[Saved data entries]
*** Block opens ***

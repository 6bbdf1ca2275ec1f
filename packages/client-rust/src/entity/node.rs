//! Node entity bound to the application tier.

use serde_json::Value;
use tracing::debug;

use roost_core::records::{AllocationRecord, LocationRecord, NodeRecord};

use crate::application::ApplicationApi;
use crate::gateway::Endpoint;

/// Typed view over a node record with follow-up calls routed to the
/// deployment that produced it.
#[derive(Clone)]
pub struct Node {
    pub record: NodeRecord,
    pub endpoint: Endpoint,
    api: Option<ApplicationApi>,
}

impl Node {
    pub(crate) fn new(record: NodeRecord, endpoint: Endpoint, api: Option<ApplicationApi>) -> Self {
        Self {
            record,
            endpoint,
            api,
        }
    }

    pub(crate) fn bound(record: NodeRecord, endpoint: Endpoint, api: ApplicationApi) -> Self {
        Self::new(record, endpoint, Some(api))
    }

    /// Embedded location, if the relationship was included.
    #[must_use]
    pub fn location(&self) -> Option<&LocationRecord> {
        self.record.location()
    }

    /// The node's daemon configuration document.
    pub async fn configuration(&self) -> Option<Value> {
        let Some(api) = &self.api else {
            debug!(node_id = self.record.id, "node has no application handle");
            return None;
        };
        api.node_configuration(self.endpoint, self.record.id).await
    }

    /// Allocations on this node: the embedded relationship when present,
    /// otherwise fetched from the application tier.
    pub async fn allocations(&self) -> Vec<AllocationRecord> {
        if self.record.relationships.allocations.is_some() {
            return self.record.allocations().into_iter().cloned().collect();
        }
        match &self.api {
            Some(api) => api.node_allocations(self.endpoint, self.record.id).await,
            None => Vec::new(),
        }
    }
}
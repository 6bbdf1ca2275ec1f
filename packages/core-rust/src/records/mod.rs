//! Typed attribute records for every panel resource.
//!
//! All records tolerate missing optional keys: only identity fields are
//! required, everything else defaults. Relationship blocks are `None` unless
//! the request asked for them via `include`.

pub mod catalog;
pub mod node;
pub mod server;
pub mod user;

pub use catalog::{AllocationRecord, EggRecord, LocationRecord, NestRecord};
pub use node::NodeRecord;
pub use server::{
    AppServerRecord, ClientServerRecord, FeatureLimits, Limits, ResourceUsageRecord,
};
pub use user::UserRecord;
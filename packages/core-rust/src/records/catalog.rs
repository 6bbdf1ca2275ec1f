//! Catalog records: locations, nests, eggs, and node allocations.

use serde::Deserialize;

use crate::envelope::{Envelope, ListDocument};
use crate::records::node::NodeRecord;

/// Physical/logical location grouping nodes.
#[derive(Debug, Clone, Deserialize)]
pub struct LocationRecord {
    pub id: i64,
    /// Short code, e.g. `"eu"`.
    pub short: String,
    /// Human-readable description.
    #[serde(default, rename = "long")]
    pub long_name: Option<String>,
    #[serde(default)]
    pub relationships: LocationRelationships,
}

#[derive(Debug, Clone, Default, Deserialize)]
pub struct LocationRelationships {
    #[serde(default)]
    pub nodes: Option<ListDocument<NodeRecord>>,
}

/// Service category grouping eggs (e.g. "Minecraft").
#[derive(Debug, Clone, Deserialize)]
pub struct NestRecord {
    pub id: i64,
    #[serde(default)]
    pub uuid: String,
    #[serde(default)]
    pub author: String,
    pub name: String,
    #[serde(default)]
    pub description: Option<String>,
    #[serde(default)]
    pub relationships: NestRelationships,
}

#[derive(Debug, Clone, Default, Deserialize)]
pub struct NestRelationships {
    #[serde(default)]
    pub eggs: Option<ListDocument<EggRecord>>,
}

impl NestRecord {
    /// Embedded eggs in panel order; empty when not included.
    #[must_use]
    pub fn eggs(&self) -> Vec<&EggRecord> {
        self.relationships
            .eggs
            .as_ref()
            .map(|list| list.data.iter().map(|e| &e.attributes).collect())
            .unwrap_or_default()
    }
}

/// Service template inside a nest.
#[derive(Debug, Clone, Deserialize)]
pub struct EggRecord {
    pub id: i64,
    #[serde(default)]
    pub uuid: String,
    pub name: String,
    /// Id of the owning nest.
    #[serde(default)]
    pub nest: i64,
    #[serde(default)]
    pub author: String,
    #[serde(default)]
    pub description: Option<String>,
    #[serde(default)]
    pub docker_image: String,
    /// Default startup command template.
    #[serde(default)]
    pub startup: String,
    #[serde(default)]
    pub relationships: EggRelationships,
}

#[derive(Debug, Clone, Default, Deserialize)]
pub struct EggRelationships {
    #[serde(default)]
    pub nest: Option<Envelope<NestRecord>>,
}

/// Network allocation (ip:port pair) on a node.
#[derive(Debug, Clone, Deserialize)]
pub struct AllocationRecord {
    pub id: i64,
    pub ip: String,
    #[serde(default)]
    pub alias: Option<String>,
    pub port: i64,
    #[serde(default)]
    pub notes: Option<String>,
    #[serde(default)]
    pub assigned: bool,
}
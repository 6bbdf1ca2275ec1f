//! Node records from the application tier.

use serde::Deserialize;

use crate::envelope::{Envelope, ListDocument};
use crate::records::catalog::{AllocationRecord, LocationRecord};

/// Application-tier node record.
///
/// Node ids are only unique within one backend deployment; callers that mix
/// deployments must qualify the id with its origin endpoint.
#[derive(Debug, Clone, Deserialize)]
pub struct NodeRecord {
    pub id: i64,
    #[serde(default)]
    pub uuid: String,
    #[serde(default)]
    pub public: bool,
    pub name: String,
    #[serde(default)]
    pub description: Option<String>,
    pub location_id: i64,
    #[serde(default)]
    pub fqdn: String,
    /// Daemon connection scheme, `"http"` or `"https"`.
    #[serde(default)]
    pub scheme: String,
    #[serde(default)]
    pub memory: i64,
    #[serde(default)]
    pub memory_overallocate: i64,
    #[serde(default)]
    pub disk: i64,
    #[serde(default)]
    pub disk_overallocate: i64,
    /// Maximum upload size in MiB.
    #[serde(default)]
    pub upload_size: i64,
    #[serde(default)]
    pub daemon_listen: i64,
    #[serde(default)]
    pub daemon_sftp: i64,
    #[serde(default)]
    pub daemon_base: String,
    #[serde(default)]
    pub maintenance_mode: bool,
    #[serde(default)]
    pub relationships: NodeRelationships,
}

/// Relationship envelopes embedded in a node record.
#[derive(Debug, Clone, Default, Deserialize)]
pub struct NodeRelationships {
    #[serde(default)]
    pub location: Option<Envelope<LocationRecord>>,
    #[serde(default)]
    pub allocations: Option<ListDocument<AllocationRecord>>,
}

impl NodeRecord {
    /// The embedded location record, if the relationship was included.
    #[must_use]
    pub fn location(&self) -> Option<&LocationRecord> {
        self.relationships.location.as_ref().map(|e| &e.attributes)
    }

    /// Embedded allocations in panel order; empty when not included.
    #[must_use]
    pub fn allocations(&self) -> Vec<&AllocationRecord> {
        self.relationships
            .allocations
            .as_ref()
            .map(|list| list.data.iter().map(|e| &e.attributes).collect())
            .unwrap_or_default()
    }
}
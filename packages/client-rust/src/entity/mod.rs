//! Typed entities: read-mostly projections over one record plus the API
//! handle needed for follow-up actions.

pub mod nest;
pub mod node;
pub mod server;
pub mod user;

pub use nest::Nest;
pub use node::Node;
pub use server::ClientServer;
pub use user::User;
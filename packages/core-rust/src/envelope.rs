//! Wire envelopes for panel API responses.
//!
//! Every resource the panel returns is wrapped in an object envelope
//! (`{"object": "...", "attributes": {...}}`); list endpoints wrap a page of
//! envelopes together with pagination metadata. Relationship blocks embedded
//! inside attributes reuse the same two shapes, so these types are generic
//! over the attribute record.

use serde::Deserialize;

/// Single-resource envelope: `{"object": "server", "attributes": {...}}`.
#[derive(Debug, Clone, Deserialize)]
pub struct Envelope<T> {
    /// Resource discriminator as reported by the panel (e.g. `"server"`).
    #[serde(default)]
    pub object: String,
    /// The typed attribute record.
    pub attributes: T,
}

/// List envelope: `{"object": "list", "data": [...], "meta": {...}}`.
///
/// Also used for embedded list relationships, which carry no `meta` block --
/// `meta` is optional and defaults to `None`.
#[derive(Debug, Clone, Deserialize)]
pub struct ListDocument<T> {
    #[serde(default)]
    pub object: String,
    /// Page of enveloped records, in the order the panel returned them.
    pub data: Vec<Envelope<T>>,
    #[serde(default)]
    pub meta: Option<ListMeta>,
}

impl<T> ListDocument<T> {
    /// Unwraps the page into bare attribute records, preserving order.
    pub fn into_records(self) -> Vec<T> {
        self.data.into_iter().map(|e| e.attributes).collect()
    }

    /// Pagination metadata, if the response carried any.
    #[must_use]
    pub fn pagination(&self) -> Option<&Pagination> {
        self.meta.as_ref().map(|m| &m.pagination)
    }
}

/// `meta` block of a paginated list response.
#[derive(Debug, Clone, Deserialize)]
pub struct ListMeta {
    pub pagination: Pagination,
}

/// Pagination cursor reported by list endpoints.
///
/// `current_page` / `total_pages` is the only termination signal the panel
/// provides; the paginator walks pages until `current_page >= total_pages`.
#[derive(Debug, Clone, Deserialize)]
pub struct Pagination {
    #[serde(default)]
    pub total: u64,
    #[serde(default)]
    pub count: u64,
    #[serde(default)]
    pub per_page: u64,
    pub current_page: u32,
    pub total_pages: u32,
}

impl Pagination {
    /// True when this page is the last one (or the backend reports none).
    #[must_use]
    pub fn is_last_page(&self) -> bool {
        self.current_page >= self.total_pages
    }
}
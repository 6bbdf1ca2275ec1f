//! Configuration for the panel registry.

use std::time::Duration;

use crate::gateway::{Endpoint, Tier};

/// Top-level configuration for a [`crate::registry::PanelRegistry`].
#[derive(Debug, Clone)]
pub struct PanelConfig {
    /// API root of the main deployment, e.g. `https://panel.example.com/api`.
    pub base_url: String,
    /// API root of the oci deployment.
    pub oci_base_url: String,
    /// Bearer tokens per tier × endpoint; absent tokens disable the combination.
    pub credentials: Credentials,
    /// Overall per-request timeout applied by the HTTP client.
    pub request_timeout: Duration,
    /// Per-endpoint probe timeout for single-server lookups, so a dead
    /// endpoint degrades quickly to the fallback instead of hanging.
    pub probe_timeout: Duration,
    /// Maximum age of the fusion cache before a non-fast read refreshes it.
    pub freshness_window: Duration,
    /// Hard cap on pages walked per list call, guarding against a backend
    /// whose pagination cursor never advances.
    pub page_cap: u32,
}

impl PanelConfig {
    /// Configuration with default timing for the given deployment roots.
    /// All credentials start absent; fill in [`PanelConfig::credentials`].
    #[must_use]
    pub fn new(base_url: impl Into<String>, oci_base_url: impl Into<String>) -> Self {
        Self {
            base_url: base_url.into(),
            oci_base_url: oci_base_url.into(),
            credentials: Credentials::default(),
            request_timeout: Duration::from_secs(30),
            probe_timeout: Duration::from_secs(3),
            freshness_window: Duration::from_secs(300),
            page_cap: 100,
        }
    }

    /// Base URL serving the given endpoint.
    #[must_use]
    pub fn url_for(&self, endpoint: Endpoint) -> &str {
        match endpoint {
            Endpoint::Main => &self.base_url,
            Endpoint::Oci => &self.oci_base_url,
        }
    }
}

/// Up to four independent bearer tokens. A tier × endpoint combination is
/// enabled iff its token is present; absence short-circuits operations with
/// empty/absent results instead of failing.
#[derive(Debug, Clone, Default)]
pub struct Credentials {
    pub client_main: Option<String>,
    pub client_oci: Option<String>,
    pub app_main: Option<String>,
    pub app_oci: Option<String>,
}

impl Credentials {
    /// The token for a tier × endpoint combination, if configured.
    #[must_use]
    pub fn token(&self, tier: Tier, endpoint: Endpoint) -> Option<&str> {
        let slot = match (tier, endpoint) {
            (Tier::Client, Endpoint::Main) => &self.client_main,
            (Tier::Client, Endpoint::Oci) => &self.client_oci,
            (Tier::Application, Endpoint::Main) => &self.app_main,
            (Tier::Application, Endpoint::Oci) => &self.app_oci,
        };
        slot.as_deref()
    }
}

*** Block closes ***

> [WHAT YOU SHOULD DO]: Please show, exactly as written, every line above that contains the word "backend".

> [TASK ANSWER]:
/// Node ids are only unique within one backend deployment; callers that mix
    /// True when this page is the last one (or the backend reports none).
    /// Hard cap on pages walked per list call, guarding against a backend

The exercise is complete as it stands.